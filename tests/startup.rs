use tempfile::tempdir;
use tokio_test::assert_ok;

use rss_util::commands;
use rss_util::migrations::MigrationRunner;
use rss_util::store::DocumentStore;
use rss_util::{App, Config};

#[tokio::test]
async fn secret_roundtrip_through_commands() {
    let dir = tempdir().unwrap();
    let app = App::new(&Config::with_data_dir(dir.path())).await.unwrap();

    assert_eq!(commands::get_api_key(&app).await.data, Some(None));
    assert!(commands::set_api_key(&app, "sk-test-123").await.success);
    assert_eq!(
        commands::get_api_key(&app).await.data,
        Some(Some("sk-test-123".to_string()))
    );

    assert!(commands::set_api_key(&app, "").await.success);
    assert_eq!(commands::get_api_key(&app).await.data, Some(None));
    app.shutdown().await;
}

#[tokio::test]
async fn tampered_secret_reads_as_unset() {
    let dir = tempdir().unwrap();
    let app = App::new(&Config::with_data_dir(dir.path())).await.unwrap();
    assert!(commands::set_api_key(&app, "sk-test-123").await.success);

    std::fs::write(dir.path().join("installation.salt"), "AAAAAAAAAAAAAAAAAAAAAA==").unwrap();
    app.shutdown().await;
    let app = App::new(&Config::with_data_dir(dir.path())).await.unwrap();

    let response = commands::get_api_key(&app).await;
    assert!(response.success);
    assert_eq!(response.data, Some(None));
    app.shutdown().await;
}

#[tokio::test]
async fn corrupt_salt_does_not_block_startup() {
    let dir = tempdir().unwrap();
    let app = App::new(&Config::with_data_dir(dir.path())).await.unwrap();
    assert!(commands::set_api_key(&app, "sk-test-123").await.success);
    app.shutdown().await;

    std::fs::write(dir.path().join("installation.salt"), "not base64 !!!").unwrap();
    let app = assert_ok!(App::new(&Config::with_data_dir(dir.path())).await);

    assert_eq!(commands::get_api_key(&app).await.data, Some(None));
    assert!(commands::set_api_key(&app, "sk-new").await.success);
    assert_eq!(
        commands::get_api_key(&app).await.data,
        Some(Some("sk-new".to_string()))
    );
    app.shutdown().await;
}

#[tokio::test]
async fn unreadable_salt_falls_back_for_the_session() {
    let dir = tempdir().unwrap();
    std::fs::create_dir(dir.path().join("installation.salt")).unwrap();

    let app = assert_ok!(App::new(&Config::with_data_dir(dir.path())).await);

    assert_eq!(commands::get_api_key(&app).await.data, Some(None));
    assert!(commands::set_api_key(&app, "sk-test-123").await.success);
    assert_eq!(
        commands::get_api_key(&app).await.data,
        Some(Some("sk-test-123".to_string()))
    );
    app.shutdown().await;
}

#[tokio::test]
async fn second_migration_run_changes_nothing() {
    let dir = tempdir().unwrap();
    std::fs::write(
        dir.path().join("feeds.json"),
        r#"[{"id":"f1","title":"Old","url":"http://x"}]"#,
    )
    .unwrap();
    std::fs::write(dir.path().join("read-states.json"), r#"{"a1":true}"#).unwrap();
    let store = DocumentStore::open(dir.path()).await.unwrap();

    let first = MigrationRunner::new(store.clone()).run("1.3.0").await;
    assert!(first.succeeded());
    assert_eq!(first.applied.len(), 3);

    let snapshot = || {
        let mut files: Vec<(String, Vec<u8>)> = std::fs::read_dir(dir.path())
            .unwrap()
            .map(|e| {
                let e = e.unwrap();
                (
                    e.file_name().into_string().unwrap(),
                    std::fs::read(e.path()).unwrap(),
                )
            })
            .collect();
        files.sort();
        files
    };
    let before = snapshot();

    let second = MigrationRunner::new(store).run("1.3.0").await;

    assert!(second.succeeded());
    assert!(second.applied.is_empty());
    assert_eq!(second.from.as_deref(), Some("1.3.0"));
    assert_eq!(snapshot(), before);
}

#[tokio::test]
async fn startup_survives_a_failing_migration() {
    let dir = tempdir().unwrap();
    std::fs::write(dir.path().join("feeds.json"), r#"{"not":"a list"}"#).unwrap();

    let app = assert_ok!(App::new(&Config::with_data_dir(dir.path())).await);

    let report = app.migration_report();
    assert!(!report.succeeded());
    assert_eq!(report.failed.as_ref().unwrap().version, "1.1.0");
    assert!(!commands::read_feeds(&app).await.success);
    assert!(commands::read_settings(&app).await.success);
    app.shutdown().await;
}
+++
ASSIGNMENT:
Copy out all of the records above with nothing altered.

RESULT FOR THIS EXERCISE:
filename tests/startup.rs
use tempfile::tempdir;
use tokio_test::assert_ok;

use rss_util::commands;
use rss_util::migrations::MigrationRunner;
use rss_util::store::DocumentStore;
use rss_util::{App, Config};

#[tokio::test]
async fn secret_roundtrip_through_commands() {
    let dir = tempdir().unwrap();
    let app = App::new(&Config::with_data_dir(dir.path())).await.unwrap();

    assert_eq!(commands::get_api_key(&app).await.data, Some(None));
    assert!(commands::set_api_key(&app, "sk-test-123").await.success);
    assert_eq!(
        commands::get_api_key(&app).await.data,
        Some(Some("sk-test-123".to_string()))
    );

    assert!(commands::set_api_key(&app, "").await.success);
    assert_eq!(commands::get_api_key(&app).await.data, Some(None));
    app.shutdown().await;
}

#[tokio::test]
async fn tampered_secret_reads_as_unset() {
    let dir = tempdir().unwrap();
    let app = App::new(&Config::with_data_dir(dir.path())).await.unwrap();
    assert!(commands::set_api_key(&app, "sk-test-123").await.success);

    std::fs::write(dir.path().join("installation.salt"), "AAAAAAAAAAAAAAAAAAAAAA==").unwrap();
    app.shutdown().await;
    let app = App::new(&Config::with_data_dir(dir.path())).await.unwrap();

    let response = commands::get_api_key(&app).await;
    assert!(response.success);
    assert_eq!(response.data, Some(None));
    app.shutdown().await;
}

#[tokio::test]
async fn corrupt_salt_does_not_block_startup() {
    let dir = tempdir().unwrap();
    let app = App::new(&Config::with_data_dir(dir.path())).await.unwrap();
    assert!(commands::set_api_key(&app, "sk-test-123").await.success);
    app.shutdown().await;

    std::fs::write(dir.path().join("installation.salt"), "not base64 !!!").unwrap();
    let app = assert_ok!(App::new(&Config::with_data_dir(dir.path())).await);

    assert_eq!(commands::get_api_key(&app).await.data, Some(None));
    assert!(commands::set_api_key(&app, "sk-new").await.success);
    assert_eq!(
        commands::get_api_key(&app).await.data,
        Some(Some("sk-new".to_string()))
    );
    app.shutdown().await;
}

#[tokio::test]
async fn unreadable_salt_falls_back_for_the_session() {
    let dir = tempdir().unwrap();
    std::fs::create_dir(dir.path().join("installation.salt")).unwrap();

    let app = assert_ok!(App::new(&Config::with_data_dir(dir.path())).await);

    assert_eq!(commands::get_api_key(&app).await.data, Some(None));
    assert!(commands::set_api_key(&app, "sk-test-123").await.success);
    assert_eq!(
        commands::get_api_key(&app).await.data,
        Some(Some("sk-test-123".to_string()))
    );
    app.shutdown().await;
}

#[tokio::test]
async fn second_migration_run_changes_nothing() {
    let dir = tempdir().unwrap();
    std::fs::write(
        dir.path().join("feeds.json"),
        r#"[{"id":"f1","title":"Old","url":"http://x"}]"#,
    )
    .unwrap();
    std::fs::write(dir.path().join("read-states.json"), r#"{"a1":true}"#).unwrap();
    let store = DocumentStore::open(dir.path()).await.unwrap();

    let first = MigrationRunner::new(store.clone()).run("1.3.0").await;
    assert!(first.succeeded());
    assert_eq!(first.applied.len(), 3);

    let snapshot = || {
        let mut files: Vec<(String, Vec<u8>)> = std::fs::read_dir(dir.path())
            .unwrap()
            .map(|e| {
                let e = e.unwrap();
                (
                    e.file_name().into_string().unwrap(),
                    std::fs::read(e.path()).unwrap(),
                )
            })
            .collect();
        files.sort();
        files
    };
    let before = snapshot();

    let second = MigrationRunner::new(store).run("1.3.0").await;

    assert!(second.succeeded());
    assert!(second.applied.is_empty());
    assert_eq!(second.from.as_deref(), Some("1.3.0"));
    assert_eq!(snapshot(), before);
}

#[tokio::test]
async fn startup_survives_a_failing_migration() {
    let dir = tempdir().unwrap();
    std::fs::write(dir.path().join("feeds.json"), r#"{"not":"a list"}"#).unwrap();

    let app = assert_ok!(App::new(&Config::with_data_dir(dir.path())).await);

    let report = app.migration_report();
    assert!(!report.succeeded());
    assert_eq!(report.failed.as_ref().unwrap().version, "1.1.0");
    assert!(!commands::read_feeds(&app).await.success);
    assert!(commands::read_settings(&app).await.success);
    app.shutdown().await;
}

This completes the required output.